Overall, the Obvious Bad Thing (kidnapping children) that happened at the beginning and is the motivation for the entire journey turns out to be... not really connected to the overarching theme. It's not actually pivotal to anything that's happening in the city, it's explained away in a single line. Even worse, it provides the protagonist a counterargument for the previous battle using the power of logic - so it can't even challenge its own assumptions labelled as 'bad' on a fundamental level, it has to resort to things that the writers themselves made up. This also applies to the apparent resource exploitation of another city which, if you haven't played the previous game, gets mentioned one or two times tops - the theme doesn't imply such an exploitation must happen, but it provides an argument because otherwise you couldn't have easily defeated an opponent using the power of logic.

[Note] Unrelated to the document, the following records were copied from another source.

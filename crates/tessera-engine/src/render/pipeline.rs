//! Declarative render pipeline description and its single build function.

use super::{BuildError, VertexLayout};

/// Primitive assembly mode.
#[derive(Debug, Copy, Clone, Eq, PartialEq)]
pub enum Topology {
    TriangleList,
    LineList,
}

impl Topology {
    fn to_wgpu(self) -> wgpu::PrimitiveTopology {
        match self {
            Topology::TriangleList => wgpu::PrimitiveTopology::TriangleList,
            Topology::LineList => wgpu::PrimitiveTopology::LineList,
        }
    }
}

/// Everything that varies between pipelines.
///
/// Fixed for every pipeline: alpha blending (see [`alpha_blend`]), one color
/// target, no depth/stencil, one sample, counter-clockwise front faces, no culling.
#[derive(Debug, Clone, PartialEq)]
pub struct PipelineConfig {
    pub label: String,
    pub vertex_entry: String,
    pub fragment_entry: String,
    /// One layout per vertex buffer slot, in slot order.
    pub vertex_layouts: Vec<VertexLayout>,
    pub topology: Topology,
    /// `Some` when draws go through an index buffer of this format.
    pub index_format: Option<wgpu::IndexFormat>,
}

impl PipelineConfig {
    /// Single-buffer pipeline with the conventional `vs_main`/`fs_main` entry points.
    pub fn new(label: impl Into<String>, layout: VertexLayout, topology: Topology) -> Self {
        Self {
            label: label.into(),
            vertex_entry: "vs_main".to_string(),
            fragment_entry: "fs_main".to_string(),
            vertex_layouts: vec![layout],
            topology,
            index_format: None,
        }
    }

    pub fn indexed(mut self, format: wgpu::IndexFormat) -> Self {
        self.index_format = Some(format);
        self
    }

    pub fn entry_points(mut self, vertex: impl Into<String>, fragment: impl Into<String>) -> Self {
        self.vertex_entry = vertex.into();
        self.fragment_entry = fragment.into();
        self
    }

    /// Checks every layout and the totals against `limits`.
    pub fn validate(&self, limits: &wgpu::Limits) -> Result<(), BuildError> {
        if self.vertex_layouts.len() > limits.max_vertex_buffers as usize {
            return Err(BuildError::TooManyVertexBuffers {
                requested: self.vertex_layouts.len(),
                limit: limits.max_vertex_buffers,
            });
        }

        let attribute_count: usize = self.vertex_layouts.iter().map(|l| l.attributes.len()).sum();
        if attribute_count > limits.max_vertex_attributes as usize {
            return Err(BuildError::TooManyAttributes {
                requested: attribute_count,
                limit: limits.max_vertex_attributes,
            });
        }

        for layout in &self.vertex_layouts {
            layout.validate()?;
            if layout.stride > u64::from(limits.max_vertex_buffer_array_stride) {
                return Err(BuildError::StrideExceedsLimit {
                    stride: layout.stride,
                    limit: limits.max_vertex_buffer_array_stride,
                });
            }
        }

        Ok(())
    }
}

/// Straight (non-premultiplied) alpha over for color; destination alpha kept.
pub fn alpha_blend() -> wgpu::BlendState {
    wgpu::BlendState {
        color: wgpu::BlendComponent {
            src_factor: wgpu::BlendFactor::SrcAlpha,
            dst_factor: wgpu::BlendFactor::OneMinusSrcAlpha,
            operation: wgpu::BlendOperation::Add,
        },
        alpha: wgpu::BlendComponent {
            src_factor: wgpu::BlendFactor::Zero,
            dst_factor: wgpu::BlendFactor::One,
            operation: wgpu::BlendOperation::Add,
        },
    }
}

/// Compiled pipeline plus the parts of its config later stages check against.
pub struct Pipeline {
    raw: wgpu::RenderPipeline,
    vertex_layouts: Vec<VertexLayout>,
    index_format: Option<wgpu::IndexFormat>,
    topology: Topology,
}

impl Pipeline {
    pub fn raw(&self) -> &wgpu::RenderPipeline {
        &self.raw
    }

    pub fn vertex_layouts(&self) -> &[VertexLayout] {
        &self.vertex_layouts
    }

    pub fn index_format(&self) -> Option<wgpu::IndexFormat> {
        self.index_format
    }

    pub fn topology(&self) -> Topology {
        self.topology
    }
}

/// Compiles `shader_source` (WGSL, passed through untouched) into a pipeline
/// rendering to `target_format`.
///
/// The config is validated against the device's actual limits first; nothing
/// is created when validation fails. Shader or pipeline errors reported by the
/// driver come back as [`BuildError::DriverRejected`].
pub fn create_pipeline(
    device: &wgpu::Device,
    shader_source: &str,
    config: &PipelineConfig,
    target_format: wgpu::TextureFormat,
) -> Result<Pipeline, BuildError> {
    config.validate(&device.limits())?;

    let scope = device.push_error_scope(wgpu::ErrorFilter::Validation);

    let shader = device.create_shader_module(wgpu::ShaderModuleDescriptor {
        label: Some(config.label.as_str()),
        source: wgpu::ShaderSource::Wgsl(shader_source.into()),
    });

    let attributes: Vec<Vec<wgpu::VertexAttribute>> = config
        .vertex_layouts
        .iter()
        .map(VertexLayout::wgpu_attributes)
        .collect();

    let buffers: Vec<wgpu::VertexBufferLayout<'_>> = config
        .vertex_layouts
        .iter()
        .zip(&attributes)
        .map(|(layout, attrs)| wgpu::VertexBufferLayout {
            array_stride: layout.stride,
            step_mode: wgpu::VertexStepMode::Vertex,
            attributes: attrs,
        })
        .collect();

    let raw = device.create_render_pipeline(&wgpu::RenderPipelineDescriptor {
        label: Some(config.label.as_str()),
        // No bind groups; let wgpu derive the (empty) layout.
        layout: None,

        vertex: wgpu::VertexState {
            module: &shader,
            entry_point: Some(config.vertex_entry.as_str()),
            compilation_options: Default::default(),
            buffers: &buffers,
        },

        fragment: Some(wgpu::FragmentState {
            module: &shader,
            entry_point: Some(config.fragment_entry.as_str()),
            compilation_options: Default::default(),
            targets: &[Some(wgpu::ColorTargetState {
                format: target_format,
                blend: Some(alpha_blend()),
                write_mask: wgpu::ColorWrites::ALL,
            })],
        }),

        primitive: wgpu::PrimitiveState {
            topology: config.topology.to_wgpu(),
            strip_index_format: None,
            front_face: wgpu::FrontFace::Ccw,
            cull_mode: None,
            polygon_mode: wgpu::PolygonMode::Fill,
            unclipped_depth: false,
            conservative: false,
        },

        depth_stencil: None,
        multisample: wgpu::MultisampleState {
            count: 1,
            mask: !0,
            alpha_to_coverage_enabled: false,
        },

        multiview_mask: None,
        cache: None,
    });

    if let Some(err) = pollster::block_on(scope.pop()) {
        log::error!("pipeline `{}` rejected by the driver: {err}", config.label);
        return Err(BuildError::DriverRejected {
            label: config.label.clone(),
            message: err.to_string(),
        });
    }

    log::debug!(
        "pipeline `{}` built: {:?}, {} vertex buffer(s), index {:?}",
        config.label,
        config.topology,
        config.vertex_layouts.len(),
        config.index_format
    );

    Ok(Pipeline {
        raw,
        vertex_layouts: config.vertex_layouts.clone(),
        index_format: config.index_format,
        topology: config.topology,
    })
}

At least it covers the theme of a social credit system, but to a very limited extent. What happens as the citizens get infinite Qdos (their social credit system) and are basically freed? We don't know, it doesn't get explored. Neither do we get even a hint of discussion that human governance (after defeating the evil robots) isn't great either - at most by looking back at 'the old city' (bad) but it doesn't get explained, maybe it was in the prequel game.

I feel like I keep writing about games that do boring interpretations of their themes, but I never see a base version of them done well. I do wonder if I have to give some older game or media credit for that, but I don't think I've played/read/watched them then. At the same time, it feels cheap to recognize a genre mostly because of themes that I often identify as lazy. Maybe we're just beyond that, and this game is from 2020 anyway.

I still do appreciate its creative hacking games, the voice acting and actually the more interesting faces of the people you meet - literally. Its tone is also fun, which kind of excuses its random quirks.

Just like Ghostrunner, it has some okay gameplay which might be worth its while but the pure disrespect shown towards the player during the thematic conclusion makes it unworthy of recommendation. Play State of Mind or maybe even Whispers of a Machine instead.